*** Listed entries Section Begins ***
use crate::utils::{prepared_metadata, setup_tracing, MockNode, Received, Reply};
use assert_matches::assert_matches;
use bytes::Bytes;
use cassandra_cql::frame::request::execute::Execute;
use cassandra_cql::frame::request::RequestOpcode;
use cassandra_driver::errors::{DbError, QueryError};
use cassandra_driver::{ColumnType, Consistency, CqlValue, ExecuteOptions};
use std::sync::atomic::{AtomicBool, Ordering};
use std::sync::Arc;

const INSERT: &str = "INSERT INTO ks.t (id, v) VALUES (?, ?)";
const STATEMENT_ID: &[u8] = b"\x0a\x0b";

fn insert_columns() -> Vec<(&'static str, ColumnType)> {
    vec![("id", ColumnType::BigInt), ("v", ColumnType::Text)]
}

fn answer_prepare(request: &Received) -> Option<Reply> {
    (request.opcode == RequestOpcode::Prepare).then(|| Reply::Prepared {
        id: Bytes::from_static(STATEMENT_ID),
        columns: insert_columns(),
    })
}

fn raw_values(execute: &Execute<'_>) -> Vec<Vec<u8>> {
    execute
        .parameters
        .values
        .iter()
        .map(|value| value.unwrap().as_value().unwrap().to_vec())
        .collect()
}

#[tokio::test]
#[ntest::timeout(20000)]
async fn prepared_statement_is_executed_by_id() {
    setup_tracing();
    let node = MockNode::with_handler(answer_prepare).await;
    let client = node.client_builder().build().await.unwrap();

    let insert = client.prepare(INSERT).await.unwrap();
    assert_eq!(insert.cql(), INSERT);
    assert_eq!(insert.metadata(), &prepared_metadata(&insert_columns()));

    for (id, v) in [(9, "qux"), (8, "baz")] {
        client
            .execute_prepared(
                &insert,
                &[CqlValue::Int(id), CqlValue::Text(v.to_owned())],
                &ExecuteOptions::default(),
            )
            .await
            .unwrap();
    }

    let prepares = node.received_of(RequestOpcode::Prepare);
    assert_eq!(prepares.len(), 1);
    assert_eq!(prepares[0].prepare().query, INSERT);

    let executes: Vec<_> = node
        .received_of(RequestOpcode::Execute)
        .iter()
        .map(Received::execute)
        .collect();
    assert_eq!(executes.len(), 2);
    for execute in &executes {
        assert_eq!(&execute.id[..], STATEMENT_ID);
        assert_eq!(execute.parameters.consistency, Consistency::Quorum);
    }
    // Int values are widened to the bigint the server reported.
    assert_eq!(
        raw_values(&executes[0]),
        vec![9i64.to_be_bytes().to_vec(), b"qux".to_vec()]
    );
    assert_eq!(
        raw_values(&executes[1]),
        vec![8i64.to_be_bytes().to_vec(), b"baz".to_vec()]
    );
}

#[tokio::test]
#[ntest::timeout(20000)]
async fn call_options_override_client_defaults() {
    setup_tracing();
    let node = MockNode::with_handler(answer_prepare).await;
    let client = node
        .client_builder()
        .default_consistency(Consistency::LocalOne)
        .build()
        .await
        .unwrap();
    let insert = client.prepare(INSERT).await.unwrap();
    let values = [CqlValue::Int(1), CqlValue::Text("a".to_owned())];

    client
        .execute_prepared(&insert, &values, &ExecuteOptions::default())
        .await
        .unwrap();
    client
        .execute_prepared(
            &insert,
            &values,
            &ExecuteOptions::new()
                .consistency(Consistency::Two)
                .timestamp(1_700_000_000_000_000),
        )
        .await
        .unwrap();

    let executes: Vec<_> = node
        .received_of(RequestOpcode::Execute)
        .iter()
        .map(Received::execute)
        .collect();
    assert_eq!(executes[0].parameters.consistency, Consistency::LocalOne);
    assert_eq!(executes[0].parameters.timestamp, None);
    assert_eq!(executes[1].parameters.consistency, Consistency::Two);
    assert_eq!(executes[1].parameters.timestamp, Some(1_700_000_000_000_000));
}

#[tokio::test]
#[ntest::timeout(20000)]
async fn wrong_number_of_values_is_refused_locally() {
    setup_tracing();
    let node = MockNode::with_handler(answer_prepare).await;
    let client = node.client_builder().build().await.unwrap();
    let insert = client.prepare(INSERT).await.unwrap();

    assert_matches!(
        client
            .execute_prepared(&insert, &[CqlValue::Int(1)], &ExecuteOptions::default())
            .await,
        Err(QueryError::BadQuery(_))
    );
    assert!(node.received_of(RequestOpcode::Execute).is_empty());
}

#[tokio::test]
#[ntest::timeout(20000)]
async fn statement_unknown_to_the_server_is_prepared_again() {
    setup_tracing();
    let forgotten = Arc::new(AtomicBool::new(false));
    let node = {
        let forgotten = forgotten.clone();
        MockNode::with_handler(move |request| match request.opcode {
            RequestOpcode::Execute if !forgotten.swap(true, Ordering::SeqCst) => {
                Some(Reply::Unprepared(Bytes::from_static(STATEMENT_ID)))
            }
            _ => answer_prepare(request),
        })
        .await
    };
    let client = node.client_builder().build().await.unwrap();
    let insert = client.prepare(INSERT).await.unwrap();

    client
        .execute_prepared(
            &insert,
            &[CqlValue::Int(9), CqlValue::Text("qux".to_owned())],
            &ExecuteOptions::default(),
        )
        .await
        .unwrap();

    let opcodes: Vec<RequestOpcode> = node
        .received()
        .iter()
        .map(|request| request.opcode)
        .filter(|opcode| matches!(opcode, RequestOpcode::Prepare | RequestOpcode::Execute))
        .collect();
    assert_eq!(
        opcodes,
        vec![
            RequestOpcode::Prepare,
            RequestOpcode::Execute,
            RequestOpcode::Prepare,
            RequestOpcode::Execute,
        ]
    );
}

#[tokio::test]
#[ntest::timeout(20000)]
async fn statement_is_prepared_again_only_once() {
    setup_tracing();
    let node = MockNode::with_handler(|request| match request.opcode {
        RequestOpcode::Execute => Some(Reply::Unprepared(Bytes::from_static(STATEMENT_ID))),
        _ => answer_prepare(request),
    })
    .await;
    let client = node.client_builder().build().await.unwrap();
    let insert = client.prepare(INSERT).await.unwrap();

    let result = client
        .execute_prepared(
            &insert,
            &[CqlValue::Int(9), CqlValue::Text("qux".to_owned())],
            &ExecuteOptions::default(),
        )
        .await;
    assert_matches!(result, Err(QueryError::DbError(DbError::Unprepared { statement_id }, _)) if &statement_id[..] == STATEMENT_ID);
    assert_eq!(node.received_of(RequestOpcode::Execute).len(), 2);
}
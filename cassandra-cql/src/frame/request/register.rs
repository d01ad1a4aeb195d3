use crate::frame::frame_errors::CqlRequestSerializationError;
use crate::frame::ProtocolVersion;
use crate::frame::{
    request::{RequestOpcode, SerializableRequest},
    response::event::EventType,
    types,
};

/// Subscribes the connection to server pushed events.
pub struct Register {
    pub event_types_to_register_for: Vec<EventType>,
}

impl SerializableRequest for Register {
    const OPCODE: RequestOpcode = RequestOpcode::Register;

    fn serialize(
        &self,
        _version: ProtocolVersion,
        buf: &mut Vec<u8>,
    ) -> Result<(), CqlRequestSerializationError> {
        let event_types_list = self
            .event_types_to_register_for
            .iter()
            .map(|event| event.to_string())
            .collect::<Vec<_>>();

        types::write_string_list(&event_types_list, buf)?;
        Ok(())
    }
}
//! ClientBuilder provides an easy way to create new Clients

use cassandra_cql::frame::compression::{Compression, Compressor};
use cassandra_cql::frame::response::event::Event;
use cassandra_cql::{Consistency, ProtocolVersion};
use std::sync::Arc;
use std::time::Duration;
use tokio::sync::mpsc;

use super::config::ClientConfig;
use super::session::Client;
use crate::authentication::{AuthenticatorProvider, PlainTextAuthenticator};
use crate::errors::NewClientError;
use crate::network::{ConnectionSelection, PeerDiscovery};
use crate::policies::reconnection::ReconnectionPolicy;
use crate::policies::retry::RetryPolicy;

/// ClientBuilder is used to create new Client instances
/// # Example
///
/// ```no_run
/// # use cassandra_driver::{Client, ClientBuilder, Compression};
/// # async fn example() -> Result<(), Box<dyn std::error::Error>> {
/// let client: Client = ClientBuilder::new()
///     .host("127.0.0.1")
///     .compression(Some(Compression::Lz4))
///     .build()
///     .await?;
/// # Ok(())
/// # }
/// ```
#[derive(Clone, Debug)]
pub struct ClientBuilder {
    pub config: ClientConfig,
    // The default `localhost` seed goes away once a host is given.
    hosts_given: bool,
}

impl ClientBuilder {
    /// Creates new ClientBuilder with default configuration
    /// # Default configuration
    /// * Hosts: `localhost`, port 9042
    /// * Consistency: QUORUM
    /// * Compression: None
    pub fn new() -> Self {
        ClientBuilder {
            config: ClientConfig::new(),
            hosts_given: false,
        }
    }

    /// Add a seed node, as a hostname or an IP address.
    pub fn host(mut self, host: impl AsRef<str>) -> Self {
        if !self.hosts_given {
            self.config.hosts.clear();
            self.hosts_given = true;
        }
        self.config.add_host(host);
        self
    }

    pub fn hosts(self, hosts: impl IntoIterator<Item = impl AsRef<str>>) -> Self {
        hosts.into_iter().fold(self, |builder, host| builder.host(host))
    }

    /// Port of every node of the cluster.
    pub fn port(mut self, port: u16) -> Self {
        self.config.port = port;
        self
    }

    pub fn connection_timeout(mut self, duration: Duration) -> Self {
        self.config.connect_timeout = duration;
        self
    }

    /// Set keyspace to be used on all connections.\
    /// Each connection will send `"USE <keyspace_name>"` before sending any requests.
    pub fn use_keyspace(mut self, keyspace_name: impl Into<String>) -> Self {
        self.config.keyspace = Some(keyspace_name.into());
        self
    }

    /// Set username and password for plain text authentication.
    ///
    /// # Example
    /// ```no_run
    /// # use cassandra_driver::{Client, ClientBuilder};
    /// # async fn example() -> Result<(), Box<dyn std::error::Error>> {
    /// let client: Client = ClientBuilder::new()
    ///     .host("127.0.0.1")
    ///     .use_keyspace("my_keyspace_name")
    ///     .user("cassandra", "cassandra")
    ///     .build()
    ///     .await?;
    /// # Ok(())
    /// # }
    /// ```
    pub fn user(mut self, username: impl Into<String>, password: impl Into<String>) -> Self {
        self.config.authenticator = Some(Arc::new(PlainTextAuthenticator::new(username, password)));
        self
    }

    /// Set a custom authenticator provider, replacing any set by [`Self::user`].
    pub fn authenticator_provider(
        mut self,
        authenticator_provider: Arc<dyn AuthenticatorProvider>,
    ) -> Self {
        self.config.authenticator = Some(authenticator_provider);
        self
    }

    pub fn connections_per_node(mut self, count: usize) -> Self {
        self.config.connections_per_node = count;
        self
    }

    pub fn default_consistency(mut self, consistency: Consistency) -> Self {
        self.config.default_consistency = consistency;
        self
    }

    /// Set preferred Compression algorithm.
    /// The default is no compression.
    /// If it is not supported by database server Client will fall back to no compression.
    pub fn compression(mut self, compression: Option<Compression>) -> Self {
        self.config.compressor = compression.map(Compression::compressor);
        self
    }

    /// Set a compressor of your own. Its algorithm name is offered in STARTUP.
    pub fn compressor(mut self, compressor: Arc<dyn Compressor>) -> Self {
        self.config.compressor = Some(compressor);
        self
    }

    pub fn cql_version(mut self, cql_version: impl Into<String>) -> Self {
        self.config.cql_version = cql_version.into();
        self
    }

    /// Highest protocol version to try.
    pub fn protocol_version(mut self, version: ProtocolVersion) -> Self {
        self.config.protocol_version = version;
        self
    }

    pub fn max_requests_per_connection(mut self, max_requests: usize) -> Self {
        self.config.max_requests_per_connection = max_requests;
        self
    }

    pub fn request_timeout(mut self, timeout: Option<Duration>) -> Self {
        self.config.request_timeout = timeout;
        self
    }

    pub fn connection_selection(mut self, selection: ConnectionSelection) -> Self {
        self.config.connection_selection = selection;
        self
    }

    pub fn retry_policy(mut self, retry_policy: Arc<dyn RetryPolicy>) -> Self {
        self.config.retry_policy = retry_policy;
        self
    }

    pub fn reconnection_policy(mut self, reconnection_policy: Arc<dyn ReconnectionPolicy>) -> Self {
        self.config.reconnection_policy = reconnection_policy;
        self
    }

    pub fn peer_discovery(mut self, peer_discovery: Arc<dyn PeerDiscovery>) -> Self {
        self.config.peer_discovery = peer_discovery;
        self
    }

    /// Set the nodelay TCP flag.
    /// The default is true.
    pub fn tcp_nodelay(mut self, nodelay: bool) -> Self {
        self.config.tcp_nodelay = nodelay;
        self
    }

    pub fn write_coalescing(mut self, enable: bool) -> Self {
        self.config.write_coalescing = enable;
        self
    }

    /// Forward server events to `sender`.
    pub fn event_channel(mut self, sender: mpsc::Sender<Event>) -> Self {
        self.config.event_sender = Some(sender);
        self
    }

    /// Builds the Client after setting all the options
    pub async fn build(self) -> Result<Client, NewClientError> {
        Client::connect(self.config).await
    }
}

impl Default for ClientBuilder {
    fn default() -> Self {
        ClientBuilder::new()
    }
}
*** Listed entries Section Ends ***
### Exercise details
Your answer should be a single number, the count of lines in the listing that contain "PeerDiscovery".

### Completed exercise
2